Records supplied:

*****

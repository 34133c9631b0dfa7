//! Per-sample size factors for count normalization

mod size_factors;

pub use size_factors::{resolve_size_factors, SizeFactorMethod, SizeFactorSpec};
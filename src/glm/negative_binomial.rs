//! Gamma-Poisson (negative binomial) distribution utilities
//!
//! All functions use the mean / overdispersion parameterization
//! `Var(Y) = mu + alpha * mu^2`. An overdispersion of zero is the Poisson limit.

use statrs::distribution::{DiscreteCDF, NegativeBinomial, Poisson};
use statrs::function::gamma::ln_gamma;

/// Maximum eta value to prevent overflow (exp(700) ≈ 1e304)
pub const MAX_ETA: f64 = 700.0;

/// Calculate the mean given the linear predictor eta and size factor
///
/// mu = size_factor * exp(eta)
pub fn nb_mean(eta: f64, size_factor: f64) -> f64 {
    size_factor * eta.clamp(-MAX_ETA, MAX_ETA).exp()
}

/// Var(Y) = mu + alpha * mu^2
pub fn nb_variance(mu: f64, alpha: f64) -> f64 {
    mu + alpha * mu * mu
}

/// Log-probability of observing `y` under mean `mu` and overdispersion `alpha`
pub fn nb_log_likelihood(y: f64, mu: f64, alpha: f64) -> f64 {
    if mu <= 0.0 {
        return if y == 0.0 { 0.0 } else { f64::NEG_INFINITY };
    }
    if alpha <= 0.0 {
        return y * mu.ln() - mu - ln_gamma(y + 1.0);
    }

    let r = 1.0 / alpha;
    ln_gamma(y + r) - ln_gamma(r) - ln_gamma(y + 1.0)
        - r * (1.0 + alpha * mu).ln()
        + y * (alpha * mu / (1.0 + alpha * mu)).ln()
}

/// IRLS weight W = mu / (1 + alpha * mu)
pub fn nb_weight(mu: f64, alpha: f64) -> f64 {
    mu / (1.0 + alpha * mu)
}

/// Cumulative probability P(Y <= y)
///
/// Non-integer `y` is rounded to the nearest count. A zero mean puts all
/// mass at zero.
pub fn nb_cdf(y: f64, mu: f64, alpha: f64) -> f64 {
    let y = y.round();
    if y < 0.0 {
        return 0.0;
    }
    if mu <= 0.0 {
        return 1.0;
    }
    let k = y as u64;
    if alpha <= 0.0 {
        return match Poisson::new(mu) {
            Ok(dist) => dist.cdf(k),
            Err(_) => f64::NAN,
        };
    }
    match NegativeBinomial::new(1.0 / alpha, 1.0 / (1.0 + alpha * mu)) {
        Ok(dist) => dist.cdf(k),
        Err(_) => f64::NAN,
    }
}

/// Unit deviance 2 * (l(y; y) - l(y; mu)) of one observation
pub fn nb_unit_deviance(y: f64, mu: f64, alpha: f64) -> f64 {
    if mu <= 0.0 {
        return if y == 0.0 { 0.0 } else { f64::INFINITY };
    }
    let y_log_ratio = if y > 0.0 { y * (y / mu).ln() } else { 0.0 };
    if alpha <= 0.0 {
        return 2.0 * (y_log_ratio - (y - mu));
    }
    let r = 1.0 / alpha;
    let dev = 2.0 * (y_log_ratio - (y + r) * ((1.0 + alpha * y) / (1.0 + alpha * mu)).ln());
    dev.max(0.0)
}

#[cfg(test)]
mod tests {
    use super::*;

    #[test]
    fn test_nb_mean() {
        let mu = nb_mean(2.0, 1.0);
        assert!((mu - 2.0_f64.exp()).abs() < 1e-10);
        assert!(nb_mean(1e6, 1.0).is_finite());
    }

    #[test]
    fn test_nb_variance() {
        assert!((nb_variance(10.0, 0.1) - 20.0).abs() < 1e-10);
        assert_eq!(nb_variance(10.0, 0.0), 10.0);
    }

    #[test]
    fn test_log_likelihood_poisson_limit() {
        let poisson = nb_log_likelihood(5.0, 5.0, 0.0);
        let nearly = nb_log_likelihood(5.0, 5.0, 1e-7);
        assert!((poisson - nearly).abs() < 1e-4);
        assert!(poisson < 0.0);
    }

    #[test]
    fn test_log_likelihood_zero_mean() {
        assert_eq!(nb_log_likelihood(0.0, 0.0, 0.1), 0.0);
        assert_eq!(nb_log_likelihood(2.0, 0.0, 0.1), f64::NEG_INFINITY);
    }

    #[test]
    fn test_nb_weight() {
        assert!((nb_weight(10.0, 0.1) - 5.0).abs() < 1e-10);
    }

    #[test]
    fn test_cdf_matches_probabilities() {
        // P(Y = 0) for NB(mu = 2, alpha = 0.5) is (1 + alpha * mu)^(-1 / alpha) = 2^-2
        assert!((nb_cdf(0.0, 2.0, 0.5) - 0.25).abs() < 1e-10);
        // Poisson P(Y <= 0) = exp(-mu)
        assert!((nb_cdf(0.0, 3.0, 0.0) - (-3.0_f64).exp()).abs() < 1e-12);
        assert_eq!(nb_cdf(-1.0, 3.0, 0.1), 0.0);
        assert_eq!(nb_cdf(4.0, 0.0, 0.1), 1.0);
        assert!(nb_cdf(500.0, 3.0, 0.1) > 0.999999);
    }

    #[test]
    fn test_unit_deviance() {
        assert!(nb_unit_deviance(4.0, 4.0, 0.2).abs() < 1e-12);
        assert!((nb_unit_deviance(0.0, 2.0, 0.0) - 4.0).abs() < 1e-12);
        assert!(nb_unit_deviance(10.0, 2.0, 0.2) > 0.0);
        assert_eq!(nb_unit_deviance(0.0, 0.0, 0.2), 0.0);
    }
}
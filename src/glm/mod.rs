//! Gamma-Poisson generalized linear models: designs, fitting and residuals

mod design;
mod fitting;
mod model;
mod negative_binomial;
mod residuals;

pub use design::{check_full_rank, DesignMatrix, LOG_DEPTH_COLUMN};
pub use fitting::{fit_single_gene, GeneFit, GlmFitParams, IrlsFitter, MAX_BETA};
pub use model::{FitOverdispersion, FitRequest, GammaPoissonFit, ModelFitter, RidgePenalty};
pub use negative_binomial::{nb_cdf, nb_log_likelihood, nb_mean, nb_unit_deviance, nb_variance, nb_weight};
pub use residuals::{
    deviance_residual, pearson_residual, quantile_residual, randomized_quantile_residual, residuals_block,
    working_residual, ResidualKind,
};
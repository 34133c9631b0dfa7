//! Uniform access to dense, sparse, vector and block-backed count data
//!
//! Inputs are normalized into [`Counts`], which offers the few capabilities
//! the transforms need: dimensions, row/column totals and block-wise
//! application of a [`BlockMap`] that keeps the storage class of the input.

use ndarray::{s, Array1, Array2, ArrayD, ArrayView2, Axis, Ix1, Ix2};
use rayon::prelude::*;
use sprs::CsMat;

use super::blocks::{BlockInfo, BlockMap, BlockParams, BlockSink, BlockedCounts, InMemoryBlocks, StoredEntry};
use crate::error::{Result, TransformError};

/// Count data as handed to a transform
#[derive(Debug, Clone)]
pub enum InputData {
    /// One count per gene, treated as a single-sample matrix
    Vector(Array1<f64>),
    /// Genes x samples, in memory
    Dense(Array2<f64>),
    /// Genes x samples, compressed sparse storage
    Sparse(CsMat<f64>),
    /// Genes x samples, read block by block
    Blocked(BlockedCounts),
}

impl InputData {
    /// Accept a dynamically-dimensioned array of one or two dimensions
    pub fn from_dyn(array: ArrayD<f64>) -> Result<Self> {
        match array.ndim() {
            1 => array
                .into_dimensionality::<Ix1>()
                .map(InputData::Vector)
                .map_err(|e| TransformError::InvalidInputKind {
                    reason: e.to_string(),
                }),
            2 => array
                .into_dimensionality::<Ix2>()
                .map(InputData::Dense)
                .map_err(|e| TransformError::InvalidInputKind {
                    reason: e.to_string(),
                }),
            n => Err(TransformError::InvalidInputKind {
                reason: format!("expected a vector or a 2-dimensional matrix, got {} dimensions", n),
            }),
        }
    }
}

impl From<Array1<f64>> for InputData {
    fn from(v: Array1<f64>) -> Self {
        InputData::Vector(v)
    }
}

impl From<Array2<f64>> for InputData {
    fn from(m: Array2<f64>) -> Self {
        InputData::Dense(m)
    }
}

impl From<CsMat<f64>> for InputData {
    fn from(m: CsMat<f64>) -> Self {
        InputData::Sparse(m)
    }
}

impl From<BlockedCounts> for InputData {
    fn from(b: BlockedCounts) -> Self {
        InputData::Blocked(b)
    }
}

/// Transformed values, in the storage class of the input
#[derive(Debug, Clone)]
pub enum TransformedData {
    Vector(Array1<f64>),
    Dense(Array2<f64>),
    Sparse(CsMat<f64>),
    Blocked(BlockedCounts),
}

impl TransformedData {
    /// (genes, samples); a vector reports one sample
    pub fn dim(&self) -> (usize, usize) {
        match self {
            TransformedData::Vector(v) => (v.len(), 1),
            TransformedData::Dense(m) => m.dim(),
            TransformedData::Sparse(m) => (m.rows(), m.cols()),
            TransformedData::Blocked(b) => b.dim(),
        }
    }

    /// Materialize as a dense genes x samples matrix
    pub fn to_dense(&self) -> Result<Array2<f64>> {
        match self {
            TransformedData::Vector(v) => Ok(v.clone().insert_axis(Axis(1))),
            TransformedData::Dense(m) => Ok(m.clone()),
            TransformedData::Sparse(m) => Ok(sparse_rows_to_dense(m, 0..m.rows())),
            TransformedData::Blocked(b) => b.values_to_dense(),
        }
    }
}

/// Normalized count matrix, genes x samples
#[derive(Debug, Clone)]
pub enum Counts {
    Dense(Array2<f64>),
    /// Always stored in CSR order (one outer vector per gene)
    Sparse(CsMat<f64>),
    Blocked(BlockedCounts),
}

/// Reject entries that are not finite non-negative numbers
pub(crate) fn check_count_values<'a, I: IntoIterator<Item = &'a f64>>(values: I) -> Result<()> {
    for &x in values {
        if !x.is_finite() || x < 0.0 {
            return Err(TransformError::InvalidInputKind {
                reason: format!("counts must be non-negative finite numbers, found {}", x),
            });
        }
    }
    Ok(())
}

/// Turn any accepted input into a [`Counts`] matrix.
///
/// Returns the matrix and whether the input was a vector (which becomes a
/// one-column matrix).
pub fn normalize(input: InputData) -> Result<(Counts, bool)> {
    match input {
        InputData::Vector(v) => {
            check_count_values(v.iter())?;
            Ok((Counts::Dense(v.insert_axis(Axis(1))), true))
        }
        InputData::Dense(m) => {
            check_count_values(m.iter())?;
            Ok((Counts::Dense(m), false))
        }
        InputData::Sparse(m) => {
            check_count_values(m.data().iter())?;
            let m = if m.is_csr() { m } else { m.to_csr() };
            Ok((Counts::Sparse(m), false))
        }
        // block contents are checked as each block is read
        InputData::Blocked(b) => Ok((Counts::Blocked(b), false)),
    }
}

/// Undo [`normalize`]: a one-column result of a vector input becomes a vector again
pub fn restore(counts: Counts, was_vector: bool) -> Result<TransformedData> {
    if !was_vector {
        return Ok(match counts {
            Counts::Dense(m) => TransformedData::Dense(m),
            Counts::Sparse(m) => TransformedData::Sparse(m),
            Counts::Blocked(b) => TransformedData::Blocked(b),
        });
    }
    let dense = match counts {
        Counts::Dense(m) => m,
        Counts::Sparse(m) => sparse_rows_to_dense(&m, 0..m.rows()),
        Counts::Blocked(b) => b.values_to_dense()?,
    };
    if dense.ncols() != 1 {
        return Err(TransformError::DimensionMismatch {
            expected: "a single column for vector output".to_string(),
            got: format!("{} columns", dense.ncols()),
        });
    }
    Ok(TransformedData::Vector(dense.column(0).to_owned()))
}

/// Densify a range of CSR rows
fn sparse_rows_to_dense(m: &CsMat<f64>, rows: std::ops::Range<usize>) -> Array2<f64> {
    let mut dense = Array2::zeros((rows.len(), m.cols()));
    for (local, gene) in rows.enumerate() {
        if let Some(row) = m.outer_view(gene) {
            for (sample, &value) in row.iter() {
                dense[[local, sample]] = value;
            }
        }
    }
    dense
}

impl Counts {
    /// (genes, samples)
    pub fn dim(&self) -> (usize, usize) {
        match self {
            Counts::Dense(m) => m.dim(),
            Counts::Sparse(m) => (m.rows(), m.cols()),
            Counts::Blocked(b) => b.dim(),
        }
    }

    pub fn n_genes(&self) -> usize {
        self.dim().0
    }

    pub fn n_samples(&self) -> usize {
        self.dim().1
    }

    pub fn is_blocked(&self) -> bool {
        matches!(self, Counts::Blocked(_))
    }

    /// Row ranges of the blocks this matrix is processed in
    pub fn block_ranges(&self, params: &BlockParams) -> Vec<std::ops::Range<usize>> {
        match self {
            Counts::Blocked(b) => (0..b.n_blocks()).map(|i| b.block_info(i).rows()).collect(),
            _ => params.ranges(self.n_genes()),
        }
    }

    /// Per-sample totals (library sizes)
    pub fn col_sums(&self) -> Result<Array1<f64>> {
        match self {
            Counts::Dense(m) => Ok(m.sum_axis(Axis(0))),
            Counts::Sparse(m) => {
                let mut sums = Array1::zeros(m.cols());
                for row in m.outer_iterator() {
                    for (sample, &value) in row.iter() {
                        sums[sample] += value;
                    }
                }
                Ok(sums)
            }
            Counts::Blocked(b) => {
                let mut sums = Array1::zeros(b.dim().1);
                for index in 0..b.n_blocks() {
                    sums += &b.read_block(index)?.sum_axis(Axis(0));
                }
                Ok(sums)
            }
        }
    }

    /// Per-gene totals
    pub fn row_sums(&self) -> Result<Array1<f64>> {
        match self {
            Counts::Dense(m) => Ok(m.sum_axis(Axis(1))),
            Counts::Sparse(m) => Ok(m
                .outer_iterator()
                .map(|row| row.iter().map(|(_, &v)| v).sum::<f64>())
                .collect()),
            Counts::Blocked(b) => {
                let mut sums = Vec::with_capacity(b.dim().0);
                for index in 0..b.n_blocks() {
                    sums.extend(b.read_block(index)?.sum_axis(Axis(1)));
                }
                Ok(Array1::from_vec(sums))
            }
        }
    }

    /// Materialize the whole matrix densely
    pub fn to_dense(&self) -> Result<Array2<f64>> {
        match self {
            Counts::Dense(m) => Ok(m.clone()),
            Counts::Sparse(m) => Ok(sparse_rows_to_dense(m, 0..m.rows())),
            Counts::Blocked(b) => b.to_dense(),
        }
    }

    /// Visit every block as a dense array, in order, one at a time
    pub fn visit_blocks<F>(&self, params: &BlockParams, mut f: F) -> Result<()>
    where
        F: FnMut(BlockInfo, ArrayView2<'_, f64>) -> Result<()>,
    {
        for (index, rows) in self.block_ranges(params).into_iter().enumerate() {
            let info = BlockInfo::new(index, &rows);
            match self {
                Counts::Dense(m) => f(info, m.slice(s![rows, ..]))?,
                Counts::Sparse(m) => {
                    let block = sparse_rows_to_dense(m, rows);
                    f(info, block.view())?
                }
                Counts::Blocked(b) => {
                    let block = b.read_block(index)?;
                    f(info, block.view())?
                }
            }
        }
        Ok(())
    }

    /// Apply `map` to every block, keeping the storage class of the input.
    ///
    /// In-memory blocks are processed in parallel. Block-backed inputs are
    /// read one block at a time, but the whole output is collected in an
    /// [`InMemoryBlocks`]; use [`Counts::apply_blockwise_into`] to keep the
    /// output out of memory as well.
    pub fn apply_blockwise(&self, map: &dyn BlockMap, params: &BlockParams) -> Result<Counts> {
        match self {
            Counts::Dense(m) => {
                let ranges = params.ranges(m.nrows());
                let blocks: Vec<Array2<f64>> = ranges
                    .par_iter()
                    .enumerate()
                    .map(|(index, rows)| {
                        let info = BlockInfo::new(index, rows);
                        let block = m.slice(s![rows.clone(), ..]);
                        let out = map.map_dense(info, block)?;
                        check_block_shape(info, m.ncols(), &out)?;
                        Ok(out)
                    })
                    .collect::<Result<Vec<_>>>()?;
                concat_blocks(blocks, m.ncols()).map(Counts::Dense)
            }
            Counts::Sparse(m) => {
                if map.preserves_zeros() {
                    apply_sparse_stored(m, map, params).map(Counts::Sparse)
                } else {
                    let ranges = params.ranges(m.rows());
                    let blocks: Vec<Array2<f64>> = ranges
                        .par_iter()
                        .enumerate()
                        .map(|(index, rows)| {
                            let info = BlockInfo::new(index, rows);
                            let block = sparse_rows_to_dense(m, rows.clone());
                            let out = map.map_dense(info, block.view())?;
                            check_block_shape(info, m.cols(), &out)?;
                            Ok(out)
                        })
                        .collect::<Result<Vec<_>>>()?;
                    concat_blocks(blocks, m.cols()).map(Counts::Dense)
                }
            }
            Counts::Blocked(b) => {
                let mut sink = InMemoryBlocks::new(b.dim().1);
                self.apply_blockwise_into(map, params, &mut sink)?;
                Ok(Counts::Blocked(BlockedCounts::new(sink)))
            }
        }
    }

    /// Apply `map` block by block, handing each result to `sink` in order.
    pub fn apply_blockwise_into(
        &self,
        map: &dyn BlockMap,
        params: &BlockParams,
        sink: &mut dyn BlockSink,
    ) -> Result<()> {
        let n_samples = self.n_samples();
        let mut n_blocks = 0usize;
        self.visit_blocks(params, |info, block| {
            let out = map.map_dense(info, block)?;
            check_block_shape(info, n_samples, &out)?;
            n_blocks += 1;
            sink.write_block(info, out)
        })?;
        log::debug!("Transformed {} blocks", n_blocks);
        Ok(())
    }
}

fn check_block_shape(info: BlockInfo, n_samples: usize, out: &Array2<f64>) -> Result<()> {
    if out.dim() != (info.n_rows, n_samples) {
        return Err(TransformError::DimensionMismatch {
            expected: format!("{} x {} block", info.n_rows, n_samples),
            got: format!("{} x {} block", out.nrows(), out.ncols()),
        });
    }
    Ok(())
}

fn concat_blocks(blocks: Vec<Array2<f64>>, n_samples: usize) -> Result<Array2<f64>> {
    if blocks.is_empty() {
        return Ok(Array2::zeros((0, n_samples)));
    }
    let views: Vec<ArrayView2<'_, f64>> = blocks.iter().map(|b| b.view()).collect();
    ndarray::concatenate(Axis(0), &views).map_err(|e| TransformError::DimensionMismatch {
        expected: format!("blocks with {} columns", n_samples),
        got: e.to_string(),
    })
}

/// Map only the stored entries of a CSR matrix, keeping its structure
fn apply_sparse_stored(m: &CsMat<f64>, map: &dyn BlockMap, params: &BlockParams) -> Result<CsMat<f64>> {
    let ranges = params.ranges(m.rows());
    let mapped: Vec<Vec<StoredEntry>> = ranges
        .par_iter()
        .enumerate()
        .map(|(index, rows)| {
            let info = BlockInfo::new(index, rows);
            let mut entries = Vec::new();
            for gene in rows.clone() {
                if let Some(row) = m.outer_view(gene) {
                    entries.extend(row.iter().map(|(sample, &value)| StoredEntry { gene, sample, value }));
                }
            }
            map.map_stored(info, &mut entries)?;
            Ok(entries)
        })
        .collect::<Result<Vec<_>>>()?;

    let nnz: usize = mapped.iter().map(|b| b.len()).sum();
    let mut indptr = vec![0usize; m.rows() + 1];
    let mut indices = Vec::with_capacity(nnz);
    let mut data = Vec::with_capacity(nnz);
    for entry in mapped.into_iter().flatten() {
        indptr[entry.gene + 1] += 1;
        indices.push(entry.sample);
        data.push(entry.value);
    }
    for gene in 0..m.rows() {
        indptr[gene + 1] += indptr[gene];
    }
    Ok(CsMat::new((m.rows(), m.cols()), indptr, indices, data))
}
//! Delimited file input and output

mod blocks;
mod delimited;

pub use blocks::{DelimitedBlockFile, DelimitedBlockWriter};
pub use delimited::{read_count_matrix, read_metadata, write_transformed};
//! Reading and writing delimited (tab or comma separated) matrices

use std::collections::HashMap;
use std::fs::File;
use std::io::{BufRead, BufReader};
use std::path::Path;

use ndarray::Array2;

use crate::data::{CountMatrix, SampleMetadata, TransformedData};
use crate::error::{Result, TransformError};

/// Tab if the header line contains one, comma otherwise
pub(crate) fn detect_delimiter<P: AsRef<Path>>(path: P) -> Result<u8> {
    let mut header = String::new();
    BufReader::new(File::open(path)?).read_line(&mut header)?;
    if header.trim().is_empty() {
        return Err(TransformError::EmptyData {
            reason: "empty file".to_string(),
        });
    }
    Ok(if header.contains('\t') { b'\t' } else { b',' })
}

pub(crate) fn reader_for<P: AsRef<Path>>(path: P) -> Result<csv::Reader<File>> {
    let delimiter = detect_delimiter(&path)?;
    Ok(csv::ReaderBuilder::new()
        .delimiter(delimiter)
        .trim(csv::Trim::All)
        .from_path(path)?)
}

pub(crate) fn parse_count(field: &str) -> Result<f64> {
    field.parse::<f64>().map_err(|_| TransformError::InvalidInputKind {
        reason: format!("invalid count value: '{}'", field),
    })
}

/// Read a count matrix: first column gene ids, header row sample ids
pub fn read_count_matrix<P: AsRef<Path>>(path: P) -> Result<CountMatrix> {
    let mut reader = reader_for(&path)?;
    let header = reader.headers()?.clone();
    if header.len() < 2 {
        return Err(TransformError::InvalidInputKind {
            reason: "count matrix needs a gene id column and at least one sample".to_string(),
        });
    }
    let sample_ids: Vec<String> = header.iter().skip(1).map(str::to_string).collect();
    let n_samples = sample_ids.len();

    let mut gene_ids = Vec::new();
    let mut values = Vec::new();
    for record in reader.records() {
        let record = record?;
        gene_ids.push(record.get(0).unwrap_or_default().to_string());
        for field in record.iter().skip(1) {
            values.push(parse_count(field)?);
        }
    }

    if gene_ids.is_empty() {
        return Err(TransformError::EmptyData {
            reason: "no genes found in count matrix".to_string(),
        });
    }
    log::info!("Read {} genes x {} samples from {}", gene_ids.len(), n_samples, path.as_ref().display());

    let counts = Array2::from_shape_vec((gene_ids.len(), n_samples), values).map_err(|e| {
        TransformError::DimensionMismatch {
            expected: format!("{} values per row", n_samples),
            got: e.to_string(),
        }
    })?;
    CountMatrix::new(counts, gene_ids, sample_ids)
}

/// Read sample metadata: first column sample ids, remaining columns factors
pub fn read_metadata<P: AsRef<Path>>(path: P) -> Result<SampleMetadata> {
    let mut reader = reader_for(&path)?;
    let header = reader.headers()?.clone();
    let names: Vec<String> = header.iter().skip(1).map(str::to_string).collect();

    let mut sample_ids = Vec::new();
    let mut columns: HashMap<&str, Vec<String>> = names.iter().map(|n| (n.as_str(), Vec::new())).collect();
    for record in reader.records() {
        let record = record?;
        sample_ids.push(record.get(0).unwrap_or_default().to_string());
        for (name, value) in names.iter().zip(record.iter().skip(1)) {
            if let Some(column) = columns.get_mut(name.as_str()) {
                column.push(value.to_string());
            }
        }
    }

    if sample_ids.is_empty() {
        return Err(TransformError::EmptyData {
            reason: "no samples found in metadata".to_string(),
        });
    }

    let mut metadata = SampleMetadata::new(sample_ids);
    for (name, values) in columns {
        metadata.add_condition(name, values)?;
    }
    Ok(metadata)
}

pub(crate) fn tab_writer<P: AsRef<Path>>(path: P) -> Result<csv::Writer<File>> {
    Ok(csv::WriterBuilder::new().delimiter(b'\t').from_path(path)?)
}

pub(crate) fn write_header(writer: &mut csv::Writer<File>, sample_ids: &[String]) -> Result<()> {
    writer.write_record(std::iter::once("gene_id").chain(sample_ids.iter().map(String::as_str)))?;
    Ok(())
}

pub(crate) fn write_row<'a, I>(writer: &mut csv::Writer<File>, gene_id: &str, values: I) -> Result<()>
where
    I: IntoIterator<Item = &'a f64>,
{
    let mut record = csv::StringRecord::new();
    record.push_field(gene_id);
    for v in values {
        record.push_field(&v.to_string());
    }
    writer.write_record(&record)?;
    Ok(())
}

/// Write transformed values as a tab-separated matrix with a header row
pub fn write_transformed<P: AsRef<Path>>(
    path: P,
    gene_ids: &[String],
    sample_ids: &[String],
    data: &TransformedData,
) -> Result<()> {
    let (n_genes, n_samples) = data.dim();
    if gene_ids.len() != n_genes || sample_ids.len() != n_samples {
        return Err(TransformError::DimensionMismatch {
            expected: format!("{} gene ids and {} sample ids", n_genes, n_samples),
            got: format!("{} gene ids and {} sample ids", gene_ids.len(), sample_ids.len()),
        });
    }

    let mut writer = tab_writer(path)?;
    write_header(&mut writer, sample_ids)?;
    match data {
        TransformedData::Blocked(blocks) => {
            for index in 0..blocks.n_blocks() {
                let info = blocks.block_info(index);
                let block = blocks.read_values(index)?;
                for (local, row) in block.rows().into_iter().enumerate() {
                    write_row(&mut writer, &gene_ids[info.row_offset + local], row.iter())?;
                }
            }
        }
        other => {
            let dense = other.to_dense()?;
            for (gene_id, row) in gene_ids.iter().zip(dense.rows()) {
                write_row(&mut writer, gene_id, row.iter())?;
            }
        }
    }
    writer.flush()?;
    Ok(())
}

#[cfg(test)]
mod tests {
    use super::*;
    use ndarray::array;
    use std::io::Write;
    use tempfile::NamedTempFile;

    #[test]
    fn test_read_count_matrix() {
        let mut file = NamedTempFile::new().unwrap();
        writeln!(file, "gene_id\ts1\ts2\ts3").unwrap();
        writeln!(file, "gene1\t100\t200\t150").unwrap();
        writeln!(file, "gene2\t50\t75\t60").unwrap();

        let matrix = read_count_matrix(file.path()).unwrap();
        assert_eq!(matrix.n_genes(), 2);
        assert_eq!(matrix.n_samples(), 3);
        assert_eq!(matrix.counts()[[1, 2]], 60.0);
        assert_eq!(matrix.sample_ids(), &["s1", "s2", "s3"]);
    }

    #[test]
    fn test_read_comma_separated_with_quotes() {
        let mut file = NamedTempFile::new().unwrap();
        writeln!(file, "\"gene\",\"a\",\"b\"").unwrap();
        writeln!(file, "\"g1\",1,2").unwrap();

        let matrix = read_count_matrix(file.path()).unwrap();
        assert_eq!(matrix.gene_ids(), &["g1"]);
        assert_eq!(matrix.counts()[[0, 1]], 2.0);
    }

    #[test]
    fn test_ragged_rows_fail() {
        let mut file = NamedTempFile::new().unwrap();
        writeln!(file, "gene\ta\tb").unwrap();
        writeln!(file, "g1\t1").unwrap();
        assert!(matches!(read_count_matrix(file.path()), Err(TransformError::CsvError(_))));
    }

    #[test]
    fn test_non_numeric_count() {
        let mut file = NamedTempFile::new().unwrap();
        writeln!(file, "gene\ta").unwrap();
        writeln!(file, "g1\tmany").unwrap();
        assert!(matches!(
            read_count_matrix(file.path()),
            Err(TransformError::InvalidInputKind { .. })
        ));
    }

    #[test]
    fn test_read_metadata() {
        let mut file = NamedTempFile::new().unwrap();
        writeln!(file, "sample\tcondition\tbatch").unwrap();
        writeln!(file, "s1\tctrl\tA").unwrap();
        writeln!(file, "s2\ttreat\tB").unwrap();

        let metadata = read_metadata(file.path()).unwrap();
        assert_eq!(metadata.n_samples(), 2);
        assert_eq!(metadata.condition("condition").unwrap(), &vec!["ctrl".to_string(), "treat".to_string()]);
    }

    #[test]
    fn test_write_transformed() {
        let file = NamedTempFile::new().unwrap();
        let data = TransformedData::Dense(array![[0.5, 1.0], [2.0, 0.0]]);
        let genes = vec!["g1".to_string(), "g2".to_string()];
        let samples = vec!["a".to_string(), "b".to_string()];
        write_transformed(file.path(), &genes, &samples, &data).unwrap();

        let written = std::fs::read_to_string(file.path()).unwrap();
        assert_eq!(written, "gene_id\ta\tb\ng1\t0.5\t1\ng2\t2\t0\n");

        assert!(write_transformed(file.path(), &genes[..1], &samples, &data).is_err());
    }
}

*****

Provide a count of the lines in the data above that include the word "BlockSink", stating the number alone.

Solution to this exercise: 2